_Try it_
Every line of the data below that holds the string "SettingsData" needs to be reported.

_Provided records_
//! Snapshot deployment through `mvn deploy:deploy-file`.
//!
//! The snapshot repository needs neither signatures nor portal validation,
//! so each artifact is pushed individually with the stock Maven deploy
//! plugin. Credentials reach Maven through a private `settings.xml`.

use crate::maven::builder::tool_detection::MAVEN;
use crate::maven::credentials::Credentials;
use crate::maven::error::{ErrorExt, Result};
use crate::maven::utils::process::run_tool;
use handlebars::Handlebars;
use serde::Serialize;
use std::path::{Path, PathBuf};

/// Central snapshot repository.
pub const SNAPSHOT_REPO_URL: &str = "https://central.sonatype.com/repository/maven-snapshots/";

/// Server id tying `settings.xml` credentials to the deploy command.
pub const SNAPSHOT_REPOSITORY_ID: &str = "central-snapshots";

const SETTINGS_TEMPLATE: &str = r#"<?xml version="1.0" encoding="UTF-8"?>
<settings>
  <servers>
    <server>
      <id>{{id}}</id>
      <username>{{username}}</username>
      <password>{{password}}</password>
    </server>
  </servers>
</settings>
"#;

#[derive(Serialize)]
struct SettingsData<'a> {
    id: &'a str,
    username: &'a str,
    password: &'a str,
}

/// Renders the Maven `settings.xml` holding `credentials`.
pub fn render_settings_xml(credentials: &Credentials) -> Result<String> {
    let data = SettingsData {
        id: SNAPSHOT_REPOSITORY_ID,
        username: credentials.username(),
        password: credentials.password(),
    };
    Ok(Handlebars::new().render_template(SETTINGS_TEMPLATE, &data)?)
}

/// Writes `settings.xml` to `path`, readable and writable by the owner only.
pub async fn write_settings_xml(path: &Path, credentials: &Credentials) -> Result<()> {
    use tokio::io::AsyncWriteExt;

    let content = render_settings_xml(credentials)?;
    let mut options = tokio::fs::OpenOptions::new();
    options.write(true).create(true).truncate(true);
    #[cfg(unix)]
    options.mode(0o600);

    let mut file = options
        .open(path)
        .await
        .fs_context("creating settings.xml", path)?;
    file.write_all(content.as_bytes())
        .await
        .fs_context("writing settings.xml", path)?;
    file.flush().await.fs_context("writing settings.xml", path)?;

    #[cfg(unix)]
    {
        use std::os::unix::fs::PermissionsExt;
        tokio::fs::set_permissions(path, std::fs::Permissions::from_mode(0o600))
            .await
            .fs_context("restricting settings.xml", path)?;
    }
    Ok(())
}

/// One `deploy:deploy-file` invocation.
#[derive(Debug, Clone)]
pub struct DeployRequest {
    /// File to upload
    pub file: PathBuf,
    /// Maven classifier, `None` for the main artifact
    pub classifier: Option<String>,
    /// POM deployed together with the file
    pub pom: Option<PathBuf>,
}

/// Deploys files of one `group:artifact:version` to the snapshot repository.
#[derive(Debug, Clone)]
pub struct SnapshotDeployer {
    settings: PathBuf,
    group_id: String,
    artifact_id: String,
    version: String,
}

impl SnapshotDeployer {
    /// Creates a deployer using the credentials in `settings`.
    pub fn new(
        settings: PathBuf,
        group_id: impl Into<String>,
        artifact_id: impl Into<String>,
        version: impl Into<String>,
    ) -> Self {
        Self {
            settings,
            group_id: group_id.into(),
            artifact_id: artifact_id.into(),
            version: version.into(),
        }
    }

    /// Arguments passed to `mvn` for `request`.
    ///
    /// Deploying the main JAR together with its POM keeps both under one
    /// snapshot build number; deploying them separately breaks resolution in
    /// Coursier and sbt.
    pub fn deploy_args(&self, request: &DeployRequest) -> Vec<String> {
        let mut args = vec![
            "deploy:deploy-file".to_string(),
            format!("-DgroupId={}", self.group_id),
            format!("-DartifactId={}", self.artifact_id),
            format!("-Dversion={}", self.version),
            "-Dpackaging=jar".to_string(),
            format!("-Dfile={}", request.file.display()),
            format!("-DrepositoryId={SNAPSHOT_REPOSITORY_ID}"),
            format!("-Durl={SNAPSHOT_REPO_URL}"),
            "-s".to_string(),
            self.settings.display().to_string(),
        ];
        match &request.pom {
            Some(pom) => args.push(format!("-DpomFile={}", pom.display())),
            None => args.push("-DgeneratePom=false".to_string()),
        }
        if let Some(classifier) = &request.classifier {
            args.push(format!("-Dclassifier={classifier}"));
        }
        args
    }

    /// Runs `mvn deploy:deploy-file` for `request`; a non-zero exit is fatal.
    pub async fn deploy(&self, request: &DeployRequest) -> Result<()> {
        run_tool(MAVEN, self.deploy_args(request), None).await?;
        log::info!(
            "✓ Deployed {} ({})",
            request.file.display(),
            request.classifier.as_deref().unwrap_or("main")
        );
        Ok(())
    }
}

#[cfg(test)]
mod tests {
    use super::*;

    fn credentials() -> Credentials {
        Credentials::from_lookup(|name| match name {
            "MAVEN_USERNAME" => Some("snap-user".to_string()),
            "MAVEN_PASSWORD" => Some("p<a>ss&word".to_string()),
            _ => None,
        })
        .unwrap()
    }

    fn deployer() -> SnapshotDeployer {
        SnapshotDeployer::new(
            PathBuf::from("/stage/settings.xml"),
            "org.duckdb",
            "duckdb_jdbc",
            "1.4.5.0-abc1234-SNAPSHOT",
        )
    }

    #[test]
    fn settings_xml_holds_escaped_credentials() {
        let xml = render_settings_xml(&credentials()).unwrap();
        assert!(xml.contains("<id>central-snapshots</id>"));
        assert!(xml.contains("<username>snap-user</username>"));
        assert!(xml.contains("<password>p&lt;a&gt;ss&amp;word</password>"));
    }

    #[cfg(unix)]
    #[tokio::test]
    async fn settings_xml_is_owner_only() {
        use std::os::unix::fs::PermissionsExt;

        let dir = tempfile::tempdir().unwrap();
        let path = dir.path().join("settings.xml");
        write_settings_xml(&path, &credentials()).await.unwrap();

        let mode = std::fs::metadata(&path).unwrap().permissions().mode();
        assert_eq!(mode & 0o777, 0o600);
        assert!(std::fs::read_to_string(&path).unwrap().contains("snap-user"));
    }

    #[test]
    fn main_jar_is_deployed_with_pom() {
        let args = deployer().deploy_args(&DeployRequest {
            file: PathBuf::from("/stage/duckdb_jdbc.jar"),
            classifier: None,
            pom: Some(PathBuf::from("/stage/duckdb_jdbc.pom")),
        });
        assert_eq!(args[0], "deploy:deploy-file");
        assert!(args.contains(&"-DgroupId=org.duckdb".to_string()));
        assert!(args.contains(&"-Dversion=1.4.5.0-abc1234-SNAPSHOT".to_string()));
        assert!(args.contains(&"-DpomFile=/stage/duckdb_jdbc.pom".to_string()));
        assert!(args.contains(&"-DrepositoryId=central-snapshots".to_string()));
        assert!(!args.iter().any(|a| a.starts_with("-Dclassifier")));
        assert!(!args.contains(&"-DgeneratePom=false".to_string()));
    }

    #[test]
    fn classified_jar_skips_pom_generation() {
        let args = deployer().deploy_args(&DeployRequest {
            file: PathBuf::from("/stage/nolib.jar"),
            classifier: Some("nolib".to_string()),
            pom: None,
        });
        assert!(args.contains(&"-Dclassifier=nolib".to_string()));
        assert!(args.contains(&"-DgeneratePom=false".to_string()));
        let settings_flag = args.iter().position(|a| a == "-s").unwrap();
        assert_eq!(args[settings_flag + 1], "/stage/settings.xml");
    }

    #[test]
    fn credentials_never_appear_in_arguments() {
        let args = deployer().deploy_args(&DeployRequest {
            file: PathBuf::from("/stage/x.jar"),
            classifier: None,
            pom: None,
        });
        assert!(!args.iter().any(|a| a.contains("snap-user")));
    }
}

_Answer box_
struct SettingsData<'a> {
    let data = SettingsData {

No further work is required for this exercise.